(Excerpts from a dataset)
++++++++++++++++++++
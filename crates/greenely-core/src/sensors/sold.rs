// Copyright (c) 2025 SOLARE S.R.O.
//
// This file is part of Greenely Sensors.
//
// Licensed under the Creative Commons Attribution-NonCommercial-NoDerivatives 4.0 International
// (CC BY-NC-ND 4.0). You may use and share this file for non-commercial purposes only and you may not
// create derivatives. See <https://creativecommons.org/licenses/by-nc-nd/4.0/>.
//
// This software is provided "AS IS", without warranty of any kind.
//
// For commercial licensing, please contact: info@solare.cz

use async_trait::async_trait;
use greenely_types::{
    RecordSet, SensorKind, SensorSnapshot, SoldAttributes, SoldRecord, StateValue,
};
use serde_json::{Map, Value};
use std::sync::Arc;
use tracing::{debug, info, warn};

use super::{SensorEntity, attribute_map, ensure_session};
use crate::errors::{SensorError, SensorResult};
use crate::mapper::{ENERGY_UNIT, map_sold, sold_kwh};
use crate::traits::GreenelyDataSource;

/// Electricity sold back to the grid; state is the total over the response
pub struct SoldSensor {
    source: Arc<dyn GreenelyDataSource>,
    sold_measure: u32,
    sold_daily: bool,
    date_format: String,
    snapshot: SensorSnapshot<SoldAttributes>,
}

impl SoldSensor {
    pub fn new(
        source: Arc<dyn GreenelyDataSource>,
        sold_measure: u32,
        sold_daily: bool,
        date_format: impl Into<String>,
    ) -> Self {
        Self {
            source,
            sold_measure,
            sold_daily,
            date_format: date_format.into(),
            snapshot: SensorSnapshot::default(),
        }
    }

    pub fn snapshot(&self) -> &SensorSnapshot<SoldAttributes> {
        &self.snapshot
    }

    fn apply(&mut self, response: &RecordSet<SoldRecord>) {
        let mut total = 0.0;
        let mut sold_data = Vec::with_capacity(response.len());

        for record in response.records() {
            total += record.usage.unwrap_or(0.0);
            sold_data.push(map_sold(record, &self.date_format));
        }

        self.snapshot.state = sold_kwh(total);
        self.snapshot.attributes.sold_data = Some(sold_data);
    }
}

#[async_trait]
impl SensorEntity for SoldSensor {
    fn kind(&self) -> SensorKind {
        SensorKind::Sold
    }

    fn unit_of_measurement(&self) -> &str {
        ENERGY_UNIT
    }

    fn state(&self) -> &StateValue {
        &self.snapshot.state
    }

    fn extra_state_attributes(&self) -> Map<String, Value> {
        attribute_map(&self.snapshot.attributes)
    }

    async fn try_update(&mut self) -> SensorResult<()> {
        ensure_session(self.source.as_ref()).await?;

        debug!(
            "📊 [SENSOR] Fetching sold data (measure={}, daily={})...",
            self.sold_measure, self.sold_daily
        );
        let response = self
            .source
            .get_sold(self.sold_measure, self.sold_daily)
            .await
            .map_err(|e| SensorError::fetch("sold electricity", e))?;

        if response.is_empty() {
            warn!("⚠️ [SENSOR] {}: empty response, keeping previous data", self.name());
            return Ok(());
        }

        self.apply(&response);

        info!(
            "✅ [SENSOR] {}: {} sold records, total={}",
            self.name(),
            response.len(),
            self.snapshot.state
        );
        Ok(())
    }
}

#[cfg(test)]
mod tests {
    use super::*;
    use crate::sensors::testing::source;
    use serde_json::json;

    fn sensor() -> SoldSensor {
        SoldSensor::new(source(), 2, false, "%b %d %Y")
    }

    #[test]
    fn test_total_is_sum_of_raw_usage() {
        let mut sensor = sensor();
        let response: RecordSet<SoldRecord> = [
            ("1", SoldRecord::new("2025-08-01 00:00", Some(1_200.0), json!(true))),
            ("2", SoldRecord::new("2025-09-01 00:00", None, json!(true))),
            ("3", SoldRecord::new("2025-10-01 00:00", Some(300.0), json!(false))),
        ]
        .into_iter()
        .collect();

        sensor.apply(&response);

        assert_eq!(sensor.state(), &StateValue::Text("1.5".to_owned()));
        let sold = sensor.snapshot().attributes.sold_data.as_ref().unwrap();
        assert_eq!(sold.len(), 3);
        assert_eq!(sold[1].usage, StateValue::ZERO);
        assert_eq!(sold[2].is_complete, json!(false));
    }

    #[test]
    fn test_nothing_sold_is_numeric_zero() {
        let mut sensor = sensor();
        let response: RecordSet<SoldRecord> =
            [("1", SoldRecord::new("2025-10-01 00:00", Some(0.0), json!(false)))]
                .into_iter()
                .collect();

        sensor.apply(&response);

        assert_eq!(sensor.state(), &StateValue::ZERO);
        assert_eq!(sensor.entity_state().state, StateValue::ZERO);
    }

    #[test]
    fn test_descriptor() {
        let sensor = sensor();
        assert_eq!(sensor.name(), "Greenely Sold");
        assert_eq!(sensor.icon(), "mdi:solar-power");
        assert_eq!(sensor.unit_of_measurement(), "kWh");
        assert_eq!(sensor.device_class(), None);
        assert!(sensor.extra_state_attributes().is_empty());
    }
}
++++++++++++++++++++
- _What is expected_:
The word to find is "await". Copy every line of the records that holds it.

- _Task answer_:
        ensure_session(self.source.as_ref()).await?;
            .await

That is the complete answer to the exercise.